The leading upside is diversity. Hundreds of millions of new investors from China will clearly mix up trading in Hong Kong’s market. And in turn, more global companies looking to list will consider a market that has a buy-side of unparalleled depth. No doubt, issuers will be quick to recognise the potential of getting higher valuations and successful deals done.
Mainland buyers are starved of primary equity investment opportunities given that the China Securities Regulatory Commission has been slow to approve IPOs, with around 600 companies in the queue. In addition, Chinese investors are desperate for diversification and for them that will be the likely selling point of the PEC —exposure to opportunities they otherwise would not get.
In the long term, Chinese money needs to be put to work and Hong Kong will be a natural hub to facilitate that. It is just a question of how.
But while the above explains why it makes sense for the Hong Kong Stock Exchange (HKEX) and the Securities and Futures Commission to move ahead with a connect, the question of controlling these potential flows is one regulators should very much heed.
The A-share market is dominated by mom-and-pop investors that are often equated with casino punters driven by momentum. One only has to think back to the summer of 2015 when China’s retail buyers flooded into the A-share market after an impressive rally, buoyed by the conviction that the government wouldn’t let the market drop.

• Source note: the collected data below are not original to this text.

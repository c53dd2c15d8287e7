use tracing_subscriber::fmt;
use tracing_subscriber::layer::SubscriberExt;
use tracing_subscriber::util::SubscriberInitExt;
use tracing_subscriber::{EnvFilter, Layer};

/// Install the global subscriber.
///
/// Levels come from `RUST_LOG` (`info` when unset). `debug` switches from
/// JSON lines to coloured human-readable output.
pub fn init_tracing(debug: bool) {
    let filter = || EnvFilter::try_from_default_env().unwrap_or_else(|_| EnvFilter::new("info"));

    let base_layer = fmt::layer()
        .with_target(true)
        .with_thread_ids(true)
        .with_level(true);

    let log_layer = if debug {
        base_layer.with_ansi(true).with_filter(filter()).boxed()
    } else {
        base_layer.json().with_filter(filter()).boxed()
    };

    tracing_subscriber::registry().with(log_layer).init();
}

But as investments became increasingly driven by margin lending, when sentiment turned the ensuing collapse erased trillion of renminbi from China’s stock market’s market capitalisation in a matter of days.
Things are certainly more stable now in China’s equities market. But it goes without saying that allowing Mainland money into Hong Kong IPOs could trigger a degree of volatility never experienced on the city’s exchange.
To battle this, the authorities will surely be considering a quota system, much like the one used for the existing Stock Connect system, which allows cross-border trading in equities. But quotas for a primary market connect are a different beast.
To impose a low quota for southbound investing would be missing the point of the whole exercise. HKEX could partially meet its goal of increasing the appeal of its market, but would be wasting the opportunity it has touted for at least the past two years. If wooing big international issuers to Hong Kong is one of the targets, as the HKEX has said publicly in the past, it will have to open the tap and let Chinese money in.
On the flip side, imposing a very high quota could very well mean that the Hong Kong exchange becomes dominated by China’s massive investor base — leaving very little room for global institutional investors.
If the IPO connect goes live, one way or another the Hong Kong regulator needs to be able to maintain its integrity and independence under increasing influence from Chinese investors, issuers and authorities. Only then it can become an even more attractive and credible destination for international issuers and issuers.
If done right, a successful PEC could easily cement Hong Kong’s position as the leading ECM market globally. But if it is not careful, it could just as easily mar the city’s reputation. There’s a lot at stake, and HKEX’s move is one everyone will be watching closely.